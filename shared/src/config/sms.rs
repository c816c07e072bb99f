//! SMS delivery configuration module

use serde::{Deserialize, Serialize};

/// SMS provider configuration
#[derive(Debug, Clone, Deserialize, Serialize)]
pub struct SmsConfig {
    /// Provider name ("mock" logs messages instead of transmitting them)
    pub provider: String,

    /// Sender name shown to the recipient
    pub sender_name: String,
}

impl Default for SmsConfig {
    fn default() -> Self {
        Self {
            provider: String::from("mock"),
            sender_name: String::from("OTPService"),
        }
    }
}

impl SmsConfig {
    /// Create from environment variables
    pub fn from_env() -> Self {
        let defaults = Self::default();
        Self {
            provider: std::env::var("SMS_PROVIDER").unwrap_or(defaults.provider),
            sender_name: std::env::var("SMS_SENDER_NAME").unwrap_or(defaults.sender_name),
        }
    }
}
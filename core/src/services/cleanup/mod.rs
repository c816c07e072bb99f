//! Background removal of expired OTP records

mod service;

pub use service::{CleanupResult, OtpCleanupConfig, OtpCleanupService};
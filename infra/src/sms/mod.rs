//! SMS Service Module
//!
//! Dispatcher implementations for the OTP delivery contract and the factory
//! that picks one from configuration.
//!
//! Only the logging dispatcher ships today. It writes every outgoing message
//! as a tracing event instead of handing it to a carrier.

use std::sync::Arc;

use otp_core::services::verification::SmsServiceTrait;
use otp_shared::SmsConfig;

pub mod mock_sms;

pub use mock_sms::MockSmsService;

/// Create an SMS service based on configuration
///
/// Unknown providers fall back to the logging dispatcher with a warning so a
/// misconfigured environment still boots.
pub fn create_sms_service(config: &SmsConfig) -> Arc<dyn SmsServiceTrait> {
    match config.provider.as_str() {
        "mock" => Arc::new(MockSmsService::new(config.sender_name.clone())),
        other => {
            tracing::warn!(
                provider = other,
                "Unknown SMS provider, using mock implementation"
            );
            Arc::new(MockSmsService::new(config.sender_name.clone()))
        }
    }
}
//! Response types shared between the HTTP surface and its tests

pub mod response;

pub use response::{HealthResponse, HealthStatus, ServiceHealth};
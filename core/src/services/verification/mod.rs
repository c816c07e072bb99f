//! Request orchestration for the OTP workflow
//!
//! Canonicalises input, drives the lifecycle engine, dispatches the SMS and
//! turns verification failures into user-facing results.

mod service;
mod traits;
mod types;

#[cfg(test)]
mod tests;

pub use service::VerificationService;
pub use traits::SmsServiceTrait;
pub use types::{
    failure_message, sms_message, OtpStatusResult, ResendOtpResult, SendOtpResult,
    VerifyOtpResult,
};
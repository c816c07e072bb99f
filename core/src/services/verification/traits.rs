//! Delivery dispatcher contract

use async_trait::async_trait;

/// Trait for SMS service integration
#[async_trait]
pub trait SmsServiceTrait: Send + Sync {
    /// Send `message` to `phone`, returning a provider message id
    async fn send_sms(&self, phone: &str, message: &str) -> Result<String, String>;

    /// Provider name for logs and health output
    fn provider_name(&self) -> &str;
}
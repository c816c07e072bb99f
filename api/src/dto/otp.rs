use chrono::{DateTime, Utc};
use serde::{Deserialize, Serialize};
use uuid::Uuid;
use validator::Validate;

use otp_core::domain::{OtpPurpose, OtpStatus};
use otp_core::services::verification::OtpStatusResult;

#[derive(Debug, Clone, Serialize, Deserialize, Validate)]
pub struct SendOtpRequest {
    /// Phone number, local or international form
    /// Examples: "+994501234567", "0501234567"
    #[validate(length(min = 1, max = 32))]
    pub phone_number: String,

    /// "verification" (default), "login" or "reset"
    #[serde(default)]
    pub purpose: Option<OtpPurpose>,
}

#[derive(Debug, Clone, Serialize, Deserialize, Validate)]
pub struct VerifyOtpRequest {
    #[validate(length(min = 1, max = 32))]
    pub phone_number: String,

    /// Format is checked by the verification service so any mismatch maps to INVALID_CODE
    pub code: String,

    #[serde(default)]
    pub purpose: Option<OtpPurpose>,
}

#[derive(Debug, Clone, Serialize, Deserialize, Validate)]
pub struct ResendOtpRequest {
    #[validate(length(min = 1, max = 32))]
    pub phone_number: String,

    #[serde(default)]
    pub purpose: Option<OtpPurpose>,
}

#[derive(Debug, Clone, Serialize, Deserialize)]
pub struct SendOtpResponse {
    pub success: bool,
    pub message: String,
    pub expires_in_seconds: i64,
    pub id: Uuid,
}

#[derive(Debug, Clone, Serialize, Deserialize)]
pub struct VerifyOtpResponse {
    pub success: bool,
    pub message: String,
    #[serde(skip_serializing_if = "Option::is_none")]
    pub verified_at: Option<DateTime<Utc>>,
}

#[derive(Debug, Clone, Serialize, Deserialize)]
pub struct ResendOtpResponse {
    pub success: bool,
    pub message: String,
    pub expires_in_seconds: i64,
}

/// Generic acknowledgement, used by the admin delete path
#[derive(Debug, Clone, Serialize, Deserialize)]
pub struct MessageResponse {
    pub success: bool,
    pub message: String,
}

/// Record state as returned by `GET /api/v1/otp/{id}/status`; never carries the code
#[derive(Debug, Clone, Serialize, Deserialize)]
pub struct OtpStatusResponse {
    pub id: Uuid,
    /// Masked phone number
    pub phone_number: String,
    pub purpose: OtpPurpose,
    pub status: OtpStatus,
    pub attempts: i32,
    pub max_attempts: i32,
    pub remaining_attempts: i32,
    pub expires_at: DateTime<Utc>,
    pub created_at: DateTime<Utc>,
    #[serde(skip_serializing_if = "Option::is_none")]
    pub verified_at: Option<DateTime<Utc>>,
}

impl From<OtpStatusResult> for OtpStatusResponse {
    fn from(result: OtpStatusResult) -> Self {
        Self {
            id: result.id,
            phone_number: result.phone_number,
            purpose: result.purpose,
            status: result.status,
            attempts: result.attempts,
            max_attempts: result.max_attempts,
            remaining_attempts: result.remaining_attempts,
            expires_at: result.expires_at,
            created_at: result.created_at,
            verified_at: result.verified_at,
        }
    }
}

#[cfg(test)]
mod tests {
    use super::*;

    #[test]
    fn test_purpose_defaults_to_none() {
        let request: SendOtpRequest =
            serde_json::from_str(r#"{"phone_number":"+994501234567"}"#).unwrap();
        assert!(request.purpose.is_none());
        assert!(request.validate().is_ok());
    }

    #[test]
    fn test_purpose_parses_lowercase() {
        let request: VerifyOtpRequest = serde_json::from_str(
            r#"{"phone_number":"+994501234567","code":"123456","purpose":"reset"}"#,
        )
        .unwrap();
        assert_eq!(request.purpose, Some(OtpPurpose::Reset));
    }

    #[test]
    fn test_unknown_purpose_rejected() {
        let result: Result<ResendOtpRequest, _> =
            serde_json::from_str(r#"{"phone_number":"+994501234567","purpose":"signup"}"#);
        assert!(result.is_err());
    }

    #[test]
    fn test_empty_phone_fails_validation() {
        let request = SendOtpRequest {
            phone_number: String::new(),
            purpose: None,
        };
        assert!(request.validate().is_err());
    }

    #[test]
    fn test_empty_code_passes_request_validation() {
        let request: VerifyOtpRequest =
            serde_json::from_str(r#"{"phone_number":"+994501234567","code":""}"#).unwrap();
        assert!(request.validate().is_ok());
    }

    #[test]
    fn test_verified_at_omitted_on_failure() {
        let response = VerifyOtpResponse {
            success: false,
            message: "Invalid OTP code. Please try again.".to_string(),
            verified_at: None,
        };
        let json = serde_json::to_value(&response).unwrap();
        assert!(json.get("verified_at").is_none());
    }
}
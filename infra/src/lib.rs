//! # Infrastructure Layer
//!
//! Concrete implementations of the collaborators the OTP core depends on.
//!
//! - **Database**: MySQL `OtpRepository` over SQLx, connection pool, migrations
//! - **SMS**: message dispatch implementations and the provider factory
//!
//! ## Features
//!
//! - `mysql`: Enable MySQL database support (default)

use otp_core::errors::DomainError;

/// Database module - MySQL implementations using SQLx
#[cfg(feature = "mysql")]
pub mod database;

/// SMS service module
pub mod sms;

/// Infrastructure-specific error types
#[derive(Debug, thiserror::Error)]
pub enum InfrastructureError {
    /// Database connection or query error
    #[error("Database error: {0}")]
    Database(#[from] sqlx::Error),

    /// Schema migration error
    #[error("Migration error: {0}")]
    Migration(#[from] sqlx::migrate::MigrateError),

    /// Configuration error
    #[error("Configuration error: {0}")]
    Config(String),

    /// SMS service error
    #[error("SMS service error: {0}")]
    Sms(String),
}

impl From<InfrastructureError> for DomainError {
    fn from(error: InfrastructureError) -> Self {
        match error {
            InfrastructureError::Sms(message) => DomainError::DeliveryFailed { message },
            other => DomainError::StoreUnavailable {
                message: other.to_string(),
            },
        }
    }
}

GOAL OF THE EXERCISE – In the data above, find the line that contains "of transmitting them)", then reproduce exactly every line from the first line through that line.

ANSWER FOR THE TASK –
filename shared/src/config/sms.rs
repository c816c07e072bb99f
//! SMS delivery configuration module

use serde::{Deserialize, Serialize};

/// SMS provider configuration
#[derive(Debug, Clone, Deserialize, Serialize)]
pub struct SmsConfig {
    /// Provider name ("mock" logs messages instead of transmitting them)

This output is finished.